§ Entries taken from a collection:
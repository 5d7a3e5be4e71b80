//! # Bulwark Authz
//!
//! Expression-based authorization attributes.
//!
//! An [`ExpressionAttribute`] carries a predicate expression and an optional
//! [`ContextEnricher`]. At dispatch time the attribute enriches an
//! [`EvaluationContext`] from the current invocation and hands it to a
//! [`PredicateEngine`]. [`RegoPredicateEngine`] evaluates predicates as Rego
//! queries with the `regorus` engine.
//!
//! ## Example
//!
//! ```rust
//! use bulwark_authz::{EvaluationContext, ExpressionAttribute, PathVariablesEnricher, RegoPredicateEngine};
//! use bulwark_core::Invocation;
//! use bulwark_matcher::PathPatternMatcher;
//! use http::Method;
//! use std::sync::Arc;
//!
//! let matcher = Arc::new(PathPatternMatcher::new("/accounts/{id}").unwrap());
//! let attribute = ExpressionAttribute::new(r#"input.variables.id == "42""#)
//!     .with_enricher(Arc::new(PathVariablesEnricher::new(matcher)));
//!
//! let invocation = Invocation::for_path("/accounts/42", Method::GET);
//! let context = EvaluationContext::for_invocation(&invocation);
//! let engine = RegoPredicateEngine::new();
//! assert!(attribute.evaluate(&engine, context, &invocation).unwrap());
//! ```

#![doc(html_root_url = "https://docs.rs/bulwark-authz/0.1.0")]
#![warn(missing_docs)]
#![forbid(unsafe_code)]

mod attribute;
mod context;
mod enricher;
mod engine;
mod rego;

pub use attribute::{ContextEnricher, ExpressionAttribute, FnEnricher};
pub use context::EvaluationContext;
pub use enricher::{PathVariablesEnricher, VARIABLES_KEY};
pub use engine::PredicateEngine;
pub use rego::RegoPredicateEngine;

§ WHAT NEEDS TO BE DONE:
When the line containing "hands it to a" is reached, include it and stop. Until then, output each line of the entries exactly as given, starting from the first.

§ THE ANSWER:
repository 5d7a3e5be4e71b80
//! # Bulwark Authz
//!
//! Expression-based authorization attributes.
//!
//! An [`ExpressionAttribute`] carries a predicate expression and an optional
//! [`ContextEnricher`]. At dispatch time the attribute enriches an
//! [`EvaluationContext`] from the current invocation and hands it to a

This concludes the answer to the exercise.